(WHAT THE EXERCISE ASKS)
Copy all lines below containing "SimBuilder".
═════ GIVEN INFORMATION
//! `ca-core` — foundational types for the `rust_ca` grid epidemic simulator.
//!
//! This crate is a dependency of every other `ca-*` crate.  It intentionally
//! has no `ca-*` dependencies and minimal external ones (only `rand` and
//! `thiserror`, plus optional `serde`).
//!
//! # What lives here
//!
//! | Module          | Contents                                              |
//! |-----------------|-------------------------------------------------------|
//! | [`ids`]         | `CellId`                                              |
//! | [`coord`]       | `Coord` (row, column) grid position                   |
//! | [`status`]      | `Status` disease-state enum                           |
//! | [`params`]      | `EpiParams`, `SimConfig`, `SeedMode`                  |
//! | [`rng`]         | `SimRng` (the single injectable generator)            |
//! | [`error`]       | `CaError`, `CaResult`                                 |
//!
//! # Feature flags
//!
//! | Flag    | Effect                                                     |
//! |---------|------------------------------------------------------------|
//! | `serde` | Adds `Serialize`/`Deserialize` to all public types.        |
//!           | Required for loading `EpiParams` from JSON.                |

pub mod coord;
pub mod error;
pub mod ids;
pub mod params;
pub mod rng;
pub mod status;

#[cfg(test)]
mod tests;

// ── Re-exports ────────────────────────────────────────────────────────────────

pub use coord::Coord;
pub use error::{CaError, CaResult};
pub use ids::CellId;
pub use params::{EpiParams, SeedMode, SimConfig};
pub use rng::SimRng;
pub use status::Status;
//! Unit tests for ca-core primitives.

#[cfg(test)]
mod ids {
    use crate::CellId;

    #[test]
    fn index_roundtrip() {
        let id = CellId(42);
        assert_eq!(id.index(), 42);
        assert_eq!(CellId::try_from(42usize).unwrap(), id);
    }

    #[test]
    fn ordering() {
        assert!(CellId(0) < CellId(1));
    }

    #[test]
    fn display() {
        assert_eq!(CellId(7).to_string(), "CellId(7)");
    }
}

#[cfg(test)]
mod coord {
    use crate::Coord;

    #[test]
    fn bounds() {
        assert!(Coord::new(0, 0).in_bounds(5));
        assert!(Coord::new(4, 4).in_bounds(5));
        assert!(!Coord::new(5, 0).in_bounds(5));
        assert!(!Coord::new(0, -1).in_bounds(5));
    }

    #[test]
    fn chebyshev_distance() {
        let c = Coord::new(2, 2);
        assert_eq!(c.chebyshev(c), 0);
        assert_eq!(c.chebyshev(Coord::new(3, 1)), 1);
        assert_eq!(c.chebyshev(Coord::new(0, 5)), 3);
    }

    #[test]
    fn offset_and_display() {
        assert_eq!(Coord::new(1, 1).offset(-1, 2), Coord::new(0, 3));
        assert_eq!(Coord::new(3, 4).to_string(), "(3, 4)");
    }
}

#[cfg(test)]
mod status {
    use crate::Status;

    #[test]
    fn default_is_susceptible() {
        assert_eq!(Status::default(), Status::Susceptible);
    }

    #[test]
    fn queued_states() {
        assert!(!Status::Susceptible.is_queued());
        assert!(Status::Infected.is_queued());
        assert!(Status::Detected.is_queued());
        assert!(Status::Immune.is_queued());
        assert!(!Status::Dead.is_queued());
    }

    #[test]
    fn parse() {
        assert_eq!("dead".parse::<Status>().unwrap(), Status::Dead);
        assert_eq!(" Immune ".parse::<Status>().unwrap(), Status::Immune);
        assert!("zombie".parse::<Status>().is_err());
    }
}

#[cfg(test)]
mod params {
    use crate::{EpiParams, SimConfig};

    #[test]
    fn defaults() {
        let p = EpiParams::default();
        assert_eq!(p.transmission_rate, 2.95);
        assert_eq!(p.detection_delay_days, 5);
        assert_eq!(p.infectious_days, 9);
        assert_eq!(p.immunity_days, 90);
        assert!(p.validate().is_ok());
    }

    #[test]
    fn rate_out_of_range_rejected() {
        let p = EpiParams { death_rate: 120.0, ..EpiParams::default() };
        assert!(p.validate().is_err());
        let p = EpiParams { cure_rate: f64::NAN, ..EpiParams::default() };
        assert!(p.validate().is_err());
    }

    #[test]
    fn config_defaults() {
        let cfg = SimConfig::new(100, 5, 3, 42);
        assert_eq!(cfg.grid_size, 450);
        assert_eq!(cfg.travel_radius, 1);
        assert_eq!(cfg.cell_count(), 202_500);
        assert!(cfg.travel_enabled());
        assert!(cfg.validate().is_ok());
    }

    #[test]
    fn zero_grid_rejected() {
        let cfg = SimConfig { grid_size: 0, ..SimConfig::new(1, 1, 1, 1) };
        assert!(cfg.validate().is_err());
    }
}

#[cfg(test)]
mod rng {
    use crate::SimRng;

    #[test]
    fn deterministic_same_seed() {
        let mut r1 = SimRng::new(12345);
        let mut r2 = SimRng::new(12345);
        for _ in 0..100 {
            assert_eq!(r1.percent(), r2.percent());
        }
    }

    #[test]
    fn percent_in_bounds() {
        let mut rng = SimRng::new(0);
        for _ in 0..1000 {
            assert!(rng.percent() < 100);
        }
    }

    #[test]
    fn chance_extremes() {
        let mut rng = SimRng::new(0);
        for _ in 0..1000 {
            assert!(!rng.chance(0.0));
            assert!(rng.chance(100.0));
        }
    }
}
//! `ca-output` — reporting collaborators for the rust_ca simulator.
//!
//! | Module        | Contents                                                   |
//! |---------------|------------------------------------------------------------|
//! | [`summary`]   | `render_summary` / `write_summary` — bordered result table |
//! | [`writer`]    | `CounterWriter` trait (one number per record)             |
//! | [`counter`]   | `CounterLog` — append-mode file, one value per line        |
//! | [`observer`]  | `CounterLogObserver` — per-day counter series              |
//! | [`error`]     | `OutputError`, `OutputResult`                              |
//!
//! Nothing here reads or mutates simulation state beyond the read-only
//! [`SimReport`][ca_sim::SimReport] and counter snapshots it is handed.
//!
//! # Usage
//!
//! ```rust,ignore
//! use ca_output::{CounterLog, CounterLogObserver, write_summary};
//!
//! let log = CounterLog::new("infected.txt");
//! let mut obs = CounterLogObserver::new(log, Status::Infected);
//! let report = sim.run(&mut obs)?;
//! obs.take_error().map(|e| eprintln!("output error: {e}"));
//! write_summary(&mut std::io::stdout(), &report)?;
//! ```

pub mod counter;
pub mod error;
pub mod observer;
pub mod summary;
pub mod writer;

#[cfg(test)]
mod tests;

pub use counter::CounterLog;
pub use error::{OutputError, OutputResult};
pub use observer::CounterLogObserver;
pub use summary::{render_summary, write_summary};
pub use writer::CounterWriter;
//! Fluent builder for constructing a [`Sim`].

use tracing::debug;

use ca_core::{SimConfig, SimRng};
use ca_grid::Population;
use ca_transmission::Spreader;

use crate::{Sim, SimResult};

/// Fluent builder for [`Sim`].
///
/// # Required inputs
///
/// - [`SimConfig`] — grid size, day limit, seed, epidemic parameters, …
///
/// # Optional inputs (have defaults)
///
/// | Method             | Default                                   |
/// |--------------------|-------------------------------------------|
/// | `.rng(r)`          | `SimRng::new(config.seed)`                |
/// | `.skip_seeding()`  | seed `config.initial_infected` agents     |
///
/// # Example
///
/// ```rust,ignore
/// let mut sim = SimBuilder::new(config).build()?;
/// sim.run(&mut NoopObserver)?;
/// ```
pub struct SimBuilder {
    config:       SimConfig,
    rng:          Option<SimRng>,
    skip_seeding: bool,
}

impl SimBuilder {
    pub fn new(config: SimConfig) -> Self {
        Self { config, rng: None, skip_seeding: false }
    }

    /// Inject the generator used for every draw of the run.
    pub fn rng(mut self, rng: SimRng) -> Self {
        self.rng = Some(rng);
        self
    }

    /// Build with a fully susceptible grid; place infections yourself with
    /// [`Sim::seed_at`] or [`Sim::seed_random`].
    pub fn skip_seeding(mut self) -> Self {
        self.skip_seeding = true;
        self
    }

    /// Validate the configuration, initialise the grid and seed the initial
    /// infections.
    pub fn build(self) -> SimResult<Sim> {
        self.config.validate()?;

        let rng = self.rng.unwrap_or_else(|| SimRng::new(self.config.seed));
        let population = Population::new(self.config.grid_size);
        debug!(
            size = self.config.grid_size,
            cells = self.config.cell_count(),
            "grid initialised"
        );

        let mut sim = Sim {
            spreader: Spreader::from_config(&self.config),
            config:   self.config,
            day:      0,
            rng,
            population,
        };

        if !self.skip_seeding {
            let count = sim.config.initial_infected;
            let mode = sim.config.seed_mode;
            sim.seed_random(count, mode)?;
        }
        Ok(sim)
    }
}
//! Core cell storage: `Grid` (SoA per-cell disease state).
//!
//! Every `Vec` field has exactly `size * size` elements; the `CellId` value is
//! the row-major index into all of them:
//!
//! ```ignore
//! let status = grid.status(grid.id_of(Coord::new(2, 3)));  // O(1)
//! ```
//!
//! A cell's coordinates are implied by its index and never change.  The grid
//! performs no bounds validation of its own beyond debug assertions; callers
//! check coordinates with [`Grid::contains`] before converting them.

use ca_core::{CellId, Coord, Status};

/// Structure-of-Arrays storage for every agent's disease state.
pub struct Grid {
    /// Side length.  `count == size * size`.
    size: u32,

    /// Number of cells.  Equals the length of every SoA `Vec`.
    pub count: usize,

    /// Current disease state.
    pub status: Vec<Status>,

    /// Days spent infected (while Infected or Detected) or immune (while
    /// Immune).  Reset on entry to Infected, Immune and Susceptible.
    pub days_in_state: Vec<u32>,

    /// Set for an agent infected during the current day's pass.  Such an
    /// agent skips its next progression step.
    pub pending_new_infection: Vec<bool>,
}

impl Grid {
    /// Allocate a `size × size` grid with every cell Susceptible.
    pub fn new(size: u32) -> Self {
        let count = size as usize * size as usize;
        Self {
            size,
            count,
            status:                vec![Status::Susceptible; count],
            days_in_state:         vec![0; count],
            pending_new_infection: vec![false; count],
        }
    }

    #[inline]
    pub fn size(&self) -> u32 {
        self.size
    }

    /// `true` if there are no cells.
    #[inline]
    pub fn is_empty(&self) -> bool {
        self.count == 0
    }

    /// Iterator over all `CellId`s in row-major order.
    pub fn cell_ids(&self) -> impl Iterator<Item = CellId> + '_ {
        (0..self.count as u32).map(CellId)
    }

    /// `true` if `coord` addresses a cell of this grid.
    #[inline]
    pub fn contains(&self, coord: Coord) -> bool {
        coord.in_bounds(self.size)
    }

    /// Row-major id of an in-bounds coordinate.
    #[inline]
    pub fn id_of(&self, coord: Coord) -> CellId {
        debug_assert!(self.contains(coord), "{coord} outside {0}x{0} grid", self.size);
        CellId(coord.row as u32 * self.size + coord.col as u32)
    }

    /// Coordinates of a cell.
    #[inline]
    pub fn coord_of(&self, id: CellId) -> Coord {
        Coord::new((id.0 / self.size) as i32, (id.0 % self.size) as i32)
    }

    // ── Per-cell accessors ────────────────────────────────────────────────

    #[inline]
    pub fn status(&self, id: CellId) -> Status {
        self.status[id.index()]
    }

    /// Overwrite a status without touching queues or counters.  Only
    /// [`Population`][crate::Population] should call this on a live run.
    #[inline]
    pub fn set_status(&mut self, id: CellId, status: Status) {
        self.status[id.index()] = status;
    }

    #[inline]
    pub fn days_in_state(&self, id: CellId) -> u32 {
        self.days_in_state[id.index()]
    }

    #[inline]
    pub fn set_days_in_state(&mut self, id: CellId, days: u32) {
        self.days_in_state[id.index()] = days;
    }

    #[inline]
    pub fn increment_days(&mut self, id: CellId) {
        self.days_in_state[id.index()] += 1;
    }

    #[inline]
    pub fn reset_days(&mut self, id: CellId) {
        self.days_in_state[id.index()] = 0;
    }

    #[inline]
    pub fn pending_new_infection(&self, id: CellId) -> bool {
        self.pending_new_infection[id.index()]
    }

    #[inline]
    pub fn flip_pending(&mut self, id: CellId) {
        let flag = &mut self.pending_new_infection[id.index()];
        *flag = !*flag;
    }

    #[inline]
    pub fn set_pending(&mut self, id: CellId, pending: bool) {
        self.pending_new_infection[id.index()] = pending;
    }
}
══════════
(SOLUTION)
/// let mut sim = SimBuilder::new(config).build()?;
pub struct SimBuilder {
impl SimBuilder {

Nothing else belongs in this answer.